• **PROBLEM TO WORK ON**
Below are entries; copy exactly the lines from the one with "filename src/http/response.rs" through the one with "use crate::proxy::UpstreamResponse;", both included, and leave out the rest.

<<<<

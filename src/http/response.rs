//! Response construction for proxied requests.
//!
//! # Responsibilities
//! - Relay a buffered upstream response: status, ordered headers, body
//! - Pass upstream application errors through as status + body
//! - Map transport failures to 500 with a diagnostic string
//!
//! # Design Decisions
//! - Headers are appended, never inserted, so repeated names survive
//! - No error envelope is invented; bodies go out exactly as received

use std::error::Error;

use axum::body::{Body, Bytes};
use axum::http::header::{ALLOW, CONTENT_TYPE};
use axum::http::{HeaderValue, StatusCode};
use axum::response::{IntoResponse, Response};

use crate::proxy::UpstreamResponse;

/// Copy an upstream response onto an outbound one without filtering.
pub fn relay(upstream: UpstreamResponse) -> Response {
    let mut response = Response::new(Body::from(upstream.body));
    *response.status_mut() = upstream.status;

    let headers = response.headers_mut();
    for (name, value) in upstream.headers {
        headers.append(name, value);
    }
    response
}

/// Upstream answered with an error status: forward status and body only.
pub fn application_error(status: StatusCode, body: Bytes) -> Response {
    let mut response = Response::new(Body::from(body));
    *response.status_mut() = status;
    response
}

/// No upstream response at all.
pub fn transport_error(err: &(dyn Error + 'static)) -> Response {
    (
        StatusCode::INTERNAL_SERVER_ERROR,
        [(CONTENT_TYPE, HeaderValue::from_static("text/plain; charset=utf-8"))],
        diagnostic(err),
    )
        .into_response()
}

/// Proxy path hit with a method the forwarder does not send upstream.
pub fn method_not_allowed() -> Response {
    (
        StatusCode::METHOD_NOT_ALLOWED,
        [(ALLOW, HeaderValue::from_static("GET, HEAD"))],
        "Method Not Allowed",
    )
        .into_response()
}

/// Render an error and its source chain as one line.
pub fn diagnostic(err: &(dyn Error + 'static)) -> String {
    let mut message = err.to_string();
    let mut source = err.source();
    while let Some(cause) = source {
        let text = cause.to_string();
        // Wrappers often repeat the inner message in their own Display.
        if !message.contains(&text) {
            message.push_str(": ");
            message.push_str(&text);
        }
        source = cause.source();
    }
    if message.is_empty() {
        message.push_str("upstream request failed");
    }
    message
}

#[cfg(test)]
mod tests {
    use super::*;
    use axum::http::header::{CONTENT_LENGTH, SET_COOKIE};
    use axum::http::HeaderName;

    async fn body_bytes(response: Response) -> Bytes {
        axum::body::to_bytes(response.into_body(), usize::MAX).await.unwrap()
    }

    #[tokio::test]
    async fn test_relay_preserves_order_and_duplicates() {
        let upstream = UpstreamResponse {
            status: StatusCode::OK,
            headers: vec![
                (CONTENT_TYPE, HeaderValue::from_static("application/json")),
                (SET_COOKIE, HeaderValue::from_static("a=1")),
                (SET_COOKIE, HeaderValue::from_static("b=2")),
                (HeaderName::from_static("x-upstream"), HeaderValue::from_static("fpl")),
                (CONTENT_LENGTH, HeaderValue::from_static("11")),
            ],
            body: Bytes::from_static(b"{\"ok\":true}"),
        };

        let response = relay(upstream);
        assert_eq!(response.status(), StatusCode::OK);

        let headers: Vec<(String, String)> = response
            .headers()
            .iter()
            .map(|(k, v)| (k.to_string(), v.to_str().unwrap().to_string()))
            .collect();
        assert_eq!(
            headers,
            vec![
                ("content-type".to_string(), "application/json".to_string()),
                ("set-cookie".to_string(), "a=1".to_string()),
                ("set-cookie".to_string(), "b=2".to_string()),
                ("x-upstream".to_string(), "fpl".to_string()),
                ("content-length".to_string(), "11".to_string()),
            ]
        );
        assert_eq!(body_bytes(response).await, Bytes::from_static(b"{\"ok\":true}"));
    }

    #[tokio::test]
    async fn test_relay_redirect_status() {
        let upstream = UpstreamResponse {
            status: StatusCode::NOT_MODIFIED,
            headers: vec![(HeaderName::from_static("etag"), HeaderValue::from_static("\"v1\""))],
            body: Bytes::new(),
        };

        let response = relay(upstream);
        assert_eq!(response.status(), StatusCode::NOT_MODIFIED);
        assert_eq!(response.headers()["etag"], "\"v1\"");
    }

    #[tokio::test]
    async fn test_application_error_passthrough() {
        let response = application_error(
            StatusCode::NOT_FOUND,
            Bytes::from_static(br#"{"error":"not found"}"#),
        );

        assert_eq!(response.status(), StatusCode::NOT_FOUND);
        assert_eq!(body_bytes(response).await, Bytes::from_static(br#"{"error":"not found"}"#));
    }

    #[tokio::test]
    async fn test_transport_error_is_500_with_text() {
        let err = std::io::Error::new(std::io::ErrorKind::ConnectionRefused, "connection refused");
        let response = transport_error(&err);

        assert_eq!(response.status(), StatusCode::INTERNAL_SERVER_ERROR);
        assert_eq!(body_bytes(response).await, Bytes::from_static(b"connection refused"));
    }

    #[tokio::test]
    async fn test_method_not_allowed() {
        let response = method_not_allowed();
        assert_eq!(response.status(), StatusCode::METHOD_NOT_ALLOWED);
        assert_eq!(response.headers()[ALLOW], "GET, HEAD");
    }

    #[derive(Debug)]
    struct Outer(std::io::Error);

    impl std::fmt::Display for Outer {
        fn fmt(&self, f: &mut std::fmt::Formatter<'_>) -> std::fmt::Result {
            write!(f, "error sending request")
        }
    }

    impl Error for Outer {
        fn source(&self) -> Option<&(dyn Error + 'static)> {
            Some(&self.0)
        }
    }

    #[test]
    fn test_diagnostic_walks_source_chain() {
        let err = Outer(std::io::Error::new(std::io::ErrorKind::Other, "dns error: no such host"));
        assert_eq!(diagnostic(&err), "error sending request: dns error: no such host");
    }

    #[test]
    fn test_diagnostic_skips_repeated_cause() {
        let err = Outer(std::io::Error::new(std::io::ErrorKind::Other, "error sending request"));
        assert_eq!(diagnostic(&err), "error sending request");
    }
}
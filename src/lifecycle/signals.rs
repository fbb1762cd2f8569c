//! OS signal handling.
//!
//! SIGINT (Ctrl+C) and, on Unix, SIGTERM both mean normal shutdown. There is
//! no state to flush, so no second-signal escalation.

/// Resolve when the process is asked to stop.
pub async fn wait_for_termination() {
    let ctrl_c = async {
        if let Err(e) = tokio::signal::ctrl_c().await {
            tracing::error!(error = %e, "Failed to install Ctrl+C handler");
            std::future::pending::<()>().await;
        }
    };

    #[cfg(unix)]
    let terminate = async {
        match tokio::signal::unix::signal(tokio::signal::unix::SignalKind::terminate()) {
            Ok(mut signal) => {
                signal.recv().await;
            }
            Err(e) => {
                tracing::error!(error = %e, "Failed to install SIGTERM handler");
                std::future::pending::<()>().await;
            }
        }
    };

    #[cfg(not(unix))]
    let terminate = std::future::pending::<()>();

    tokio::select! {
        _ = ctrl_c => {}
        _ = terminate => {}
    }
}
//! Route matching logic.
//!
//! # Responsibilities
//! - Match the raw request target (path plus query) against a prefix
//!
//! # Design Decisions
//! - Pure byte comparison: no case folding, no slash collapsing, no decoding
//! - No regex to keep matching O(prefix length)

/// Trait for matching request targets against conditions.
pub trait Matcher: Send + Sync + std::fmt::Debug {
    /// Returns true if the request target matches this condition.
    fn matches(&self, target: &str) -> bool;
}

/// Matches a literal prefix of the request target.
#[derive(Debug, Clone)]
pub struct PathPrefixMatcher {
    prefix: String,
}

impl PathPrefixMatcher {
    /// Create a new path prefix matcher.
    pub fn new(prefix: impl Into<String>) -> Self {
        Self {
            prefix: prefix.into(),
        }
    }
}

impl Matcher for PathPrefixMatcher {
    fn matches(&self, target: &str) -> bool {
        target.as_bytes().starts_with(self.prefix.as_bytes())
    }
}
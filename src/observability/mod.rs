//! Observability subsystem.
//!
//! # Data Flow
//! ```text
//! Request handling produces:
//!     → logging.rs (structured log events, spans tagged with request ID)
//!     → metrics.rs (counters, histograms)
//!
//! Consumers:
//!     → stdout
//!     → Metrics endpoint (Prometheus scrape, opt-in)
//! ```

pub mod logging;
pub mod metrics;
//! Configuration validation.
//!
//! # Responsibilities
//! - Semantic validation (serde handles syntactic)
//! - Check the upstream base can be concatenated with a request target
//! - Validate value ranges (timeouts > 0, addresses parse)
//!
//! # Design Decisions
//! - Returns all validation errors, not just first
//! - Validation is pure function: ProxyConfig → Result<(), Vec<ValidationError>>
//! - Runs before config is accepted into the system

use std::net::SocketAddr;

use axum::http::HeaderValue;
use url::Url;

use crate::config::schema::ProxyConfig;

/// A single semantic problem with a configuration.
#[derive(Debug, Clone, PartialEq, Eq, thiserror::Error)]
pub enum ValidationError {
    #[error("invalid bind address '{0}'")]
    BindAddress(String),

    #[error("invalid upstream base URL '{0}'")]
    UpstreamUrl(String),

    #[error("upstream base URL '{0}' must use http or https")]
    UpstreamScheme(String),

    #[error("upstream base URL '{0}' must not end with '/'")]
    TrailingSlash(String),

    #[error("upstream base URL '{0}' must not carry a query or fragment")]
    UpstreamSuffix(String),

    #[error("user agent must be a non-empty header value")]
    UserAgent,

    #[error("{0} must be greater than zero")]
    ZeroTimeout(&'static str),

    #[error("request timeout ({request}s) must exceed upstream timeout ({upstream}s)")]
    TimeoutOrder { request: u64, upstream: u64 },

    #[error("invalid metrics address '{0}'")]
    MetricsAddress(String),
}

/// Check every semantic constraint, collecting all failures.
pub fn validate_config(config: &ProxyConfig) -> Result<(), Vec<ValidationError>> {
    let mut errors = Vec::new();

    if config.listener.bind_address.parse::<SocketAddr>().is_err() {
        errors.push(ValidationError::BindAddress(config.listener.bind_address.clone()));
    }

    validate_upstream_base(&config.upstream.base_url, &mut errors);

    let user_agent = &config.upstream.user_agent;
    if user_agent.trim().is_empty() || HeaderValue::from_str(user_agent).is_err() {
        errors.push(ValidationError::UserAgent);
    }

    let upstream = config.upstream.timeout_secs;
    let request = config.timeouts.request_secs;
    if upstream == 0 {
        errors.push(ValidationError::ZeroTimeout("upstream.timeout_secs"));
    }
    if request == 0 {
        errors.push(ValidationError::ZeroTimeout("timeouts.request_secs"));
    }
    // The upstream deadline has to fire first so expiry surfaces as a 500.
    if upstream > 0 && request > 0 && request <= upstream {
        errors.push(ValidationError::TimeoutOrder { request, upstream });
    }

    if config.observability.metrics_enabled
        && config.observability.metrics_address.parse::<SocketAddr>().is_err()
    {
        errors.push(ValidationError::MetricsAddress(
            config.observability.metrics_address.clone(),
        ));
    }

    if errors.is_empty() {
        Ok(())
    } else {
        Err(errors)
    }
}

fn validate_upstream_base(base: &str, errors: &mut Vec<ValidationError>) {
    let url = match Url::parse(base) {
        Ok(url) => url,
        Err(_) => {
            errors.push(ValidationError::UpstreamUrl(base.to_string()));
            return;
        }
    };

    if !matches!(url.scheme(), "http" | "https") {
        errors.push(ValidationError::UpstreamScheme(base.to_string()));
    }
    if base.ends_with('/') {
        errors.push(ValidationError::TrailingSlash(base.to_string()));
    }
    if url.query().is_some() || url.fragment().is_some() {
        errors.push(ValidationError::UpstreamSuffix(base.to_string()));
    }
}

>>>>
<<<<

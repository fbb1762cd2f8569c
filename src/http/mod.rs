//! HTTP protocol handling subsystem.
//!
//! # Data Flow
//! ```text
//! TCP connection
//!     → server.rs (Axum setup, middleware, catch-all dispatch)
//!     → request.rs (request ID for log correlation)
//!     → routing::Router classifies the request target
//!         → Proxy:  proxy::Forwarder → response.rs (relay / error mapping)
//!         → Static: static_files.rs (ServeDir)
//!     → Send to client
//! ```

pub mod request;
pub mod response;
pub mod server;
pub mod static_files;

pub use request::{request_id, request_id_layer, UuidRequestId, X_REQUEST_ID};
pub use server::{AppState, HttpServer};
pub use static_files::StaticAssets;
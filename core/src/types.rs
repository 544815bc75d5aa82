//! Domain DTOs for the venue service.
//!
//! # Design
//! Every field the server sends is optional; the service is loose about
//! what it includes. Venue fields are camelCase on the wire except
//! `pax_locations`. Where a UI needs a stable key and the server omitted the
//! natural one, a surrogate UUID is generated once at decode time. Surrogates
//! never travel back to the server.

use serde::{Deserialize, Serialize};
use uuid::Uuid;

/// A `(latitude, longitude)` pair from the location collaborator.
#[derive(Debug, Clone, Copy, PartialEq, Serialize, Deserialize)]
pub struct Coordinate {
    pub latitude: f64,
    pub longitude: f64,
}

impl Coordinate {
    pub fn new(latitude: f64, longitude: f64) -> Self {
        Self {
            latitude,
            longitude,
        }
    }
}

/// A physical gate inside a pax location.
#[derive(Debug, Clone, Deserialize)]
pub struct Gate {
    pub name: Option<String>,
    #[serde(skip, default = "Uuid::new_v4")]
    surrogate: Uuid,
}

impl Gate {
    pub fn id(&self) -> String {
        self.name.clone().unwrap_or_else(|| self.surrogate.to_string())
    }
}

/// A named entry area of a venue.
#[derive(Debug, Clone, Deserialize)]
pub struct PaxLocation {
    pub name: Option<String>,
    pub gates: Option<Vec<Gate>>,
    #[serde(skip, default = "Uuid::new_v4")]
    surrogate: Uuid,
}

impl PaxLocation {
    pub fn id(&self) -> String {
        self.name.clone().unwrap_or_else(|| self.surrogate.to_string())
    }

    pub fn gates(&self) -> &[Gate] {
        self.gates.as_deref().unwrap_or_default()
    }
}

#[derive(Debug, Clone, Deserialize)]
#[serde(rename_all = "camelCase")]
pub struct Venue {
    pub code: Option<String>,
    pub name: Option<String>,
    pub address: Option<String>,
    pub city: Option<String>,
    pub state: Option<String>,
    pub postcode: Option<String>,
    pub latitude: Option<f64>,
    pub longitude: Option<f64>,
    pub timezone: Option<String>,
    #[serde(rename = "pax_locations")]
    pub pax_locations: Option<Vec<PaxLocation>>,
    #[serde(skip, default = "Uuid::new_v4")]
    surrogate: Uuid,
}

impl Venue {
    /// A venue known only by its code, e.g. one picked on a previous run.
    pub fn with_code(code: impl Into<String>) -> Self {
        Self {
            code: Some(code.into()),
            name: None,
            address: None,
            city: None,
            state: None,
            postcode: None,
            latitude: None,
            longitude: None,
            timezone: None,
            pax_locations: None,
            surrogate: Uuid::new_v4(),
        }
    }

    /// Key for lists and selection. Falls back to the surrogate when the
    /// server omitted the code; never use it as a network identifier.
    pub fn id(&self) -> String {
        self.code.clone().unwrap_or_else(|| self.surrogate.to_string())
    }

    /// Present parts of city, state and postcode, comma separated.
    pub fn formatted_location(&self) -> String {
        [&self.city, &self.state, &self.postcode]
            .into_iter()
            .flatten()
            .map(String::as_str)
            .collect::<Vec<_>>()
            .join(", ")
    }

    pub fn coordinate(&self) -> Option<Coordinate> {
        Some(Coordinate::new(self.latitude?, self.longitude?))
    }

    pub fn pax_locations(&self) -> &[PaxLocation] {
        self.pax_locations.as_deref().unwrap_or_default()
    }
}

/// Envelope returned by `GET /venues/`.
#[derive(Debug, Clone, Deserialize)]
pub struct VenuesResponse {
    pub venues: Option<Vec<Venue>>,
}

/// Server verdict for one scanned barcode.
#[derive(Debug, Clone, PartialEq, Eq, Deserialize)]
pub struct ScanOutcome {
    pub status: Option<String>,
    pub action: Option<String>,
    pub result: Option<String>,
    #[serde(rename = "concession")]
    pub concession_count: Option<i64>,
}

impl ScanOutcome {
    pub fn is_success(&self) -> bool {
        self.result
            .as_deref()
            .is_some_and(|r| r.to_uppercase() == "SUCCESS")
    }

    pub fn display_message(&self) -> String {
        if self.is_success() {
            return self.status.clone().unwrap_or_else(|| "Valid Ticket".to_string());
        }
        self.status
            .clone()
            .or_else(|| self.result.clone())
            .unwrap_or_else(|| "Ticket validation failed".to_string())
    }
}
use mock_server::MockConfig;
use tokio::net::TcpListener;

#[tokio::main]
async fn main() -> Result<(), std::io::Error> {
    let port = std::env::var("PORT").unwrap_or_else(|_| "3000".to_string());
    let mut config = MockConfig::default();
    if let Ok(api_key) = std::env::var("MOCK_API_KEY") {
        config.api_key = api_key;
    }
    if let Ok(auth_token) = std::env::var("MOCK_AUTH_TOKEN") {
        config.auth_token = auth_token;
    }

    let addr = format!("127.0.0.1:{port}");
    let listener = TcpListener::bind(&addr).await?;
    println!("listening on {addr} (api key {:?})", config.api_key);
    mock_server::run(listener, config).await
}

>>>>
<<<<

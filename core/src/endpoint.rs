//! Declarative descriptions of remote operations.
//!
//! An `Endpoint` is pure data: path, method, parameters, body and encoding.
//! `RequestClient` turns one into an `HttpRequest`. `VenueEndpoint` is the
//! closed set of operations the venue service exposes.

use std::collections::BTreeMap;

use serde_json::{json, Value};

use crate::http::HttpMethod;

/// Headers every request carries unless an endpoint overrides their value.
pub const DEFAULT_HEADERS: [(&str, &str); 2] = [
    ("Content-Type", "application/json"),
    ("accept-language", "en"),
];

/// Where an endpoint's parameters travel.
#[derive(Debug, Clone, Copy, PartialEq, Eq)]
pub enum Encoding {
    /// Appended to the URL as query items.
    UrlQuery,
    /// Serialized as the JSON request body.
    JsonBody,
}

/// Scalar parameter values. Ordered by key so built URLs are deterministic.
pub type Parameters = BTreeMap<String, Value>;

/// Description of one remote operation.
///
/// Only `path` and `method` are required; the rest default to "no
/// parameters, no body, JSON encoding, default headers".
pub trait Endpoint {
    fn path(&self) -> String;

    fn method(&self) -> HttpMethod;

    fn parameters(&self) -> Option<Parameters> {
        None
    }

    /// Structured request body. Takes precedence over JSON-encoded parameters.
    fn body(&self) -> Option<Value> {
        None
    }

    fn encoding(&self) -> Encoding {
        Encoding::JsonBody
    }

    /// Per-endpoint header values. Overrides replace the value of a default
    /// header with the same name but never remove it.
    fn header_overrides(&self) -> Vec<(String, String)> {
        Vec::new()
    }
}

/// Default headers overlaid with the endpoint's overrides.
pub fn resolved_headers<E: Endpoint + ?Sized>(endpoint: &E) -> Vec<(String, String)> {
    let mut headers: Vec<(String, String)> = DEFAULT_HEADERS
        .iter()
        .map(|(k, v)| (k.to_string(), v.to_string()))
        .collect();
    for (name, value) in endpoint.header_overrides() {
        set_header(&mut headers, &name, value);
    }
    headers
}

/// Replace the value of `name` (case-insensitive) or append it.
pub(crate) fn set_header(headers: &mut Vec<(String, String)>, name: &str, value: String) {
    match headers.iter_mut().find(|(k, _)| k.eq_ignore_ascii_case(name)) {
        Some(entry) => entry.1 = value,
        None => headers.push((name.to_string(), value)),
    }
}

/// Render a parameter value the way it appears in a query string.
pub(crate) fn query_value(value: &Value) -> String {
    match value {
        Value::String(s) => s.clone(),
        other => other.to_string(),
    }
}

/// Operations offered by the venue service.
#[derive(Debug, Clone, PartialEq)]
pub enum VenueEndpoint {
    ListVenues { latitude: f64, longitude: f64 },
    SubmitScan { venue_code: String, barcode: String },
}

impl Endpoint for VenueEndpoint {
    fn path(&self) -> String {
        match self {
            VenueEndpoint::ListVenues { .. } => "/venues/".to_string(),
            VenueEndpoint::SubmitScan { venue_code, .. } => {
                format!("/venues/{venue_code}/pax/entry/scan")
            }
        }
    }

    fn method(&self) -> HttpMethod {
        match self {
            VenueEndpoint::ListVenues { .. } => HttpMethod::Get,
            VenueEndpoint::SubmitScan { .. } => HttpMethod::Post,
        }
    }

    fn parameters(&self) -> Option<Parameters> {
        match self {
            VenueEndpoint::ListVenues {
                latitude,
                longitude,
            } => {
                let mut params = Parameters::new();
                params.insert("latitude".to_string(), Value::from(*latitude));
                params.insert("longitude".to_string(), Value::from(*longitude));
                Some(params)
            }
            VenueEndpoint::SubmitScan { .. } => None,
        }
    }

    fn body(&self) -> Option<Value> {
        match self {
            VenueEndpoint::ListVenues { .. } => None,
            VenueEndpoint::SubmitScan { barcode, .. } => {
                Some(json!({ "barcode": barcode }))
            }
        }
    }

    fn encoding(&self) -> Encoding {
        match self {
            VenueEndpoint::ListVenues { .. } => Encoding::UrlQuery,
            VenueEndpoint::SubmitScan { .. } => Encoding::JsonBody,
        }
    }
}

>>>>

• **ANSWER SPACE**
filename src/http/response.rs
//! Response construction for proxied requests.
//!
//! # Responsibilities
//! - Relay a buffered upstream response: status, ordered headers, body
//! - Pass upstream application errors through as status + body
//! - Map transport failures to 500 with a diagnostic string
//!
//! # Design Decisions
//! - Headers are appended, never inserted, so repeated names survive
//! - No error envelope is invented; bodies go out exactly as received

use std::error::Error;

use axum::body::{Body, Bytes};
use axum::http::header::{ALLOW, CONTENT_TYPE};
use axum::http::{HeaderValue, StatusCode};
use axum::response::{IntoResponse, Response};

use crate::proxy::UpstreamResponse;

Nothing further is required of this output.